*Input*.

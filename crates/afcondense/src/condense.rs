//! Level merge: one wide row per leaf path
//!
//! Every level of a hierarchy table becomes an Arrow batch keyed by the path
//! segments of its nodes. Level `L` carries key columns `0..=L` and is full
//! outer joined onto the running result on keys `0..L`, the ancestor chain it
//! shares with level `L-1`. The joins run as one DataFusion query over the
//! registered level batches.
//!
//! Non-key columns get a `" [<label>]"` suffix so that columns from different
//! levels can coexist; a name already taken by a shallower level is qualified
//! again with the level number. Key columns are dropped at the end, identical
//! rows collapse, and missing end times are filled level by level from the
//! shallower level.
//!
//! A level without rows contributes key columns of missing values. Missing
//! keys never match, so nodes below such a gap keep their own rows instead of
//! joining a made-up ancestor.

use crate::error::{Error, Result};
use crate::hierarchy::{END, HierarchyTable, LEVEL, NAME, NODE, PATH, START, TEMPLATE};
use crate::node::Node;
use crate::table::{Column, Table, Tabular};
use crate::value::Value;
use arrow::compute::{concat_batches, take_record_batch};
use arrow::row::{RowConverter, SortField};
use arrow_array::{ArrayRef, RecordBatch, StringArray, UInt32Array, UInt64Array};
use arrow_schema::{DataType, Field, Schema};
use chrono::DateTime;
use chrono_tz::Tz;
use datafusion::prelude::SessionContext;
use diagnostics::*;
use std::collections::{HashMap, HashSet};
use std::sync::Arc;

/// Columns kept per level even when every value is missing.
const CORE_COLUMNS: [&str; 5] = [NODE, NAME, LEVEL, START, END];

const KEY_PREFIX: &str = "__key_";
const ROW: &str = "__row";

/// How level columns are told apart.
#[derive(Debug, Clone, Copy, PartialEq, Eq, Default)]
pub enum LevelLabel {
    /// `" [<level>]"`
    #[default]
    Level,
    /// `" [<template>]"` when every row of the level shares one template.
    Template,
}

/// Append `" [<label>]"` unless the name already carries a bracket.
#[must_use]
pub fn level_suffixed(name: &str, label: &str) -> String {
    if name.contains('[') {
        name.to_string()
    } else {
        format!("{name} [{label}]")
    }
}

fn key_name(k: usize) -> String {
    format!("{KEY_PREFIX}{k}")
}

fn quoted(name: &str) -> String {
    format!("\"{}\"", name.replace('"', "\"\""))
}

/// One registered level batch and the data columns it contributes.
struct LevelFrame {
    level: usize,
    columns: Vec<String>,
}

impl LevelFrame {
    fn table_name(&self) -> String {
        format!("level_{}", self.level)
    }

    fn alias(&self) -> String {
        format!("l{}", self.level)
    }

    fn ordinal(&self) -> String {
        format!("{ROW}_{}", self.level)
    }

    fn key(&self, k: usize) -> String {
        format!("{}.{}", self.alias(), quoted(&key_name(k)))
    }
}

/// FULL OUTER JOIN chain over the level batches.
///
/// Key `k` of the running result is the first present key among the joined
/// levels that have one, so rows carried in from either side keep matching
/// deeper levels. Rows come out in level order, unmatched rows last.
fn join_sql(first: &LevelFrame, rest: &[LevelFrame]) -> String {
    let frames: Vec<&LevelFrame> = std::iter::once(first).chain(rest).collect();
    let mut select = Vec::new();
    for frame in &frames {
        let alias = frame.alias();
        for column in &frame.columns {
            select.push(format!("{alias}.{}", quoted(column)));
        }
        select.push(format!("{alias}.{} AS {}", quoted(ROW), quoted(&frame.ordinal())));
    }

    let mut from = format!("FROM {} AS {}", first.table_name(), first.alias());
    for (i, frame) in rest.iter().enumerate() {
        let joined = &frames[..=i];
        let conditions: Vec<String> = (0..frame.level)
            .map(|k| {
                let left: Vec<String> = joined
                    .iter()
                    .filter(|j| j.level >= k)
                    .map(|j| j.key(k))
                    .collect();
                let left = if left.len() == 1 {
                    left.join("")
                } else {
                    format!("COALESCE({})", left.join(", "))
                };
                format!("{left} = {}", frame.key(k))
            })
            .collect();
        from.push_str(&format!(
            "\nFULL OUTER JOIN {} AS {} ON {}",
            frame.table_name(),
            frame.alias(),
            conditions.join(" AND ")
        ));
    }

    let order: Vec<String> = frames
        .iter()
        .map(|f| format!("{} ASC NULLS LAST", quoted(&f.ordinal())))
        .collect();
    format!(
        "SELECT\n  {}\n{}\nORDER BY {}",
        select.join(",\n  "),
        from,
        order.join(", ")
    )
}

/// `batch` plus key columns `0..=level` taken from each row's path segments
/// and a row ordinal.
fn keyed_batch(batch: &RecordBatch, ancestries: &[&[String]], level: usize) -> Result<RecordBatch> {
    let schema = batch.schema();
    let mut fields: Vec<Field> = schema.fields().iter().map(|f| f.as_ref().clone()).collect();
    let mut columns: Vec<ArrayRef> = batch.columns().to_vec();
    for k in 0..=level {
        let keys: StringArray = ancestries
            .iter()
            .map(|a| a.get(k).map(String::as_str))
            .collect();
        fields.push(Field::new(key_name(k), DataType::Utf8, true));
        columns.push(Arc::new(keys));
    }
    let ordinals = UInt64Array::from_iter_values((0..batch.num_rows()).map(|i| i as u64));
    fields.push(Field::new(ROW, DataType::UInt64, false));
    columns.push(Arc::new(ordinals));
    Ok(RecordBatch::try_new(Arc::new(Schema::new(fields)), columns)?)
}

/// Keep the first of every group of identical rows.
fn distinct_rows(batch: &RecordBatch) -> Result<RecordBatch> {
    let fields = batch
        .schema()
        .fields()
        .iter()
        .map(|f| SortField::new(f.data_type().clone()))
        .collect();
    let converter = RowConverter::new(fields)?;
    let rows = converter.convert_columns(batch.columns())?;
    let mut seen = HashSet::new();
    let keep = UInt32Array::from_iter_values(
        rows.iter()
            .enumerate()
            .filter(|(_, row)| seen.insert(*row))
            .map(|(i, _)| i as u32),
    );
    if keep.len() == batch.num_rows() {
        return Ok(batch.clone());
    }
    Ok(take_record_batch(batch, &keep)?)
}

#[derive(Debug, Clone, Copy, Default)]
pub struct Condenser {
    pub label: LevelLabel,
}

impl Condenser {
    #[must_use]
    pub fn new(label: LevelLabel) -> Self {
        Self { label }
    }

    pub async fn condense_at(
        &self,
        hierarchy: &HierarchyTable,
        now: DateTime<Tz>,
    ) -> Result<CondensedTable> {
        let tz = hierarchy.tz();
        let Some((lmin, lmax)) = hierarchy.levels() else {
            return Ok(CondensedTable {
                table: Table::default(),
                tz,
            });
        };
        let input_rows = hierarchy.num_rows();
        let levels = lmax - lmin + 1;
        info!(
            "Condensing {levels} levels from {input_rows} rows",
            levels: levels,
            input_rows: input_rows
        );

        let nodes = hierarchy.nodes();
        let ctx = SessionContext::new();
        let mut taken: HashSet<String> = HashSet::new();
        let mut frames: Vec<LevelFrame> = Vec::with_capacity(levels);
        for level in lmin..=lmax {
            let rows = hierarchy.rows_at_level(level);
            let sub = if rows.is_empty() {
                debug!("Level {level} has no rows", level: level);
                Table::with_rows(0)
            } else {
                self.level_table(hierarchy, &rows, level, &mut taken)?
            };
            let ancestries: Vec<&[String]> = rows.iter().map(|&r| nodes[r].path().ancestry()).collect();
            let frame = LevelFrame {
                level,
                columns: sub.column_names().iter().map(|s| s.to_string()).collect(),
            };
            let batch = keyed_batch(&sub.to_record_batch()?, &ancestries, level)?;
            let _ = ctx.register_batch(&frame.table_name(), batch)?;
            frames.push(frame);
        }

        let Some((first, rest)) = frames.split_first() else {
            return Err(Error::invalid_shape("hierarchy has no levels"));
        };
        let sql = join_sql(first, rest);
        debug!("Condensing with SQL:\n{sql}", sql: sql.as_str());
        let df = ctx.sql(&sql).await?;
        let planned = df.schema().inner().clone();
        let batches = df.collect().await?;
        let schema = batches.first().map_or(planned, RecordBatch::schema);
        let joined = concat_batches(&schema, &batches)?;

        let data: Vec<usize> = schema
            .fields()
            .iter()
            .enumerate()
            .filter(|(_, f)| !f.name().starts_with(ROW))
            .map(|(i, _)| i)
            .collect();
        let joined = joined.project(&data)?;
        let distinct = distinct_rows(&joined)?;
        let removed = joined.num_rows() - distinct.num_rows();
        if removed > 0 {
            debug!("Removed {removed} duplicate rows", removed: removed);
        }

        let mut table = Table::from_record_batch(&distinct, tz)?;
        restore_nodes(&mut table, &nodes);
        fill_end_times(&mut table, now);

        let rows = table.num_rows();
        info!("Condensed table has {rows} rows", rows: rows);
        CondensedTable::try_new(table, tz)
    }

    /// Rows of one level with sparse columns dropped and every column name
    /// unique among the levels seen so far.
    fn level_table(
        &self,
        hierarchy: &HierarchyTable,
        rows: &[usize],
        level: usize,
        taken: &mut HashSet<String>,
    ) -> Result<Table> {
        let mut sub = hierarchy.table().take_rows(rows);
        let dropped = sub.drop_all_null_columns(|name| CORE_COLUMNS.contains(&name));
        debug!(
            "Level {level} has {count} rows, dropped {sparse} empty columns",
            level: level,
            count: rows.len(),
            sparse: dropped.len()
        );
        sub.drop_column(PATH);

        let label = self.label_for(&sub, level, taken);
        let columns = sub
            .into_columns()
            .into_iter()
            .map(|column| {
                let mut name = level_suffixed(&column.name, &label);
                // attribute columns keep their own bracket and can repeat per level
                while taken.contains(&name) {
                    name = format!("{name} [{level}]");
                }
                taken.insert(name.clone());
                Column::new(name, column.values)
            })
            .collect();
        Table::from_columns(columns)
    }

    fn label_for(&self, sub: &Table, level: usize, taken: &HashSet<String>) -> String {
        let by_level = level.to_string();
        if self.label == LevelLabel::Level {
            return by_level;
        }
        let Some(templates) = sub.column(TEMPLATE) else {
            return by_level;
        };
        let first = templates.values.first().and_then(Value::as_str);
        let shared = first.filter(|t| {
            templates
                .values
                .iter()
                .all(|v| v.as_str() == Some(*t))
        });
        let Some(template) = shared else {
            return by_level;
        };
        // a template used on an earlier level would collide with its columns
        let collides = sub
            .column_names()
            .iter()
            .any(|n| taken.contains(&level_suffixed(n, template)));
        if collides {
            by_level
        } else {
            template.to_string()
        }
    }

    pub async fn condense(&self, hierarchy: &HierarchyTable) -> Result<CondensedTable> {
        self.condense_at(hierarchy, crate::time::now_in(hierarchy.tz()))
            .await
    }
}

/// Node columns travel through the join as paths; map them back to handles.
fn restore_nodes(table: &mut Table, nodes: &[Arc<Node>]) {
    let by_path: HashMap<&str, &Arc<Node>> =
        nodes.iter().map(|n| (n.path().as_str(), n)).collect();
    let prefix = format!("{NODE} [");
    let names: Vec<String> = table
        .column_names()
        .into_iter()
        .filter(|n| n.starts_with(&prefix))
        .map(str::to_string)
        .collect();
    for name in names {
        let Some(column) = table.column_mut(&name) else {
            continue;
        };
        for value in column.values.iter_mut() {
            let node = value
                .as_str()
                .and_then(|path| by_path.get(path))
                .map(|n| Value::Node(Arc::clone(n)));
            if let Some(node) = node {
                *value = node;
            }
        }
    }
}

/// First end-time column falls back to `now`, each deeper one to the
/// column before it.
fn fill_end_times(table: &mut Table, now: DateTime<Tz>) {
    let prefix = format!("{END} [");
    let names: Vec<String> = table
        .column_names()
        .into_iter()
        .filter(|n| n.starts_with(&prefix))
        .map(str::to_string)
        .collect();

    let mut previous: Option<Vec<Value>> = None;
    for name in names {
        let Some(column) = table.column_mut(&name) else {
            continue;
        };
        for (row, value) in column.values.iter_mut().enumerate() {
            if value.is_null() {
                *value = match &previous {
                    None => Value::Time(now),
                    Some(prev) => prev[row].clone(),
                };
            }
        }
        previous = Some(column.values.clone());
    }
}

/// Result of condensation: one row per leaf path.
#[derive(Debug, Clone, PartialEq)]
pub struct CondensedTable {
    table: Table,
    tz: Tz,
}

impl CondensedTable {
    /// Wrap a table, requiring at least one `Node [..]` column unless empty.
    pub fn try_new(table: Table, tz: Tz) -> Result<Self> {
        let condensed = Self { table, tz };
        if condensed.table.num_columns() > 0 && condensed.bottom_node_column().is_none() {
            return Err(Error::invalid_shape(
                "condensed table needs at least one 'Node [..]' column",
            ));
        }
        Ok(condensed)
    }

    #[must_use]
    pub fn tz(&self) -> Tz {
        self.tz
    }

    #[must_use]
    pub fn node_columns(&self) -> Vec<&str> {
        let prefix = format!("{NODE} [");
        self.table
            .column_names()
            .into_iter()
            .filter(|n| n.starts_with(&prefix))
            .collect()
    }

    /// The deepest node column: the one extraction runs against.
    #[must_use]
    pub fn bottom_node_column(&self) -> Option<&str> {
        self.node_columns().last().copied()
    }

    /// Names of the columns forming the `prefix` family, e.g. all `Name [..]`.
    #[must_use]
    pub fn family(&self, prefix: &str) -> Vec<&str> {
        let prefix = format!("{prefix} [");
        self.table
            .column_names()
            .into_iter()
            .filter(|n| n.starts_with(&prefix))
            .collect()
    }

    #[must_use]
    pub fn take_rows(&self, rows: &[usize]) -> Self {
        Self {
            table: self.table.take_rows(rows),
            tz: self.tz,
        }
    }

    /// Rows `offset..offset + len`, clamped to the table.
    #[must_use]
    pub fn slice(&self, offset: usize, len: usize) -> Self {
        Self {
            table: self.table.slice(offset, len),
            tz: self.tz,
        }
    }
}

impl Tabular for CondensedTable {
    fn table(&self) -> &Table {
        &self.table
    }
}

*What you should do*.
Please copy out each line of the material that contains the string "Tabular".

*Result of the task*.
use crate::table::{Column, Table, Tabular};
impl Tabular for CondensedTable {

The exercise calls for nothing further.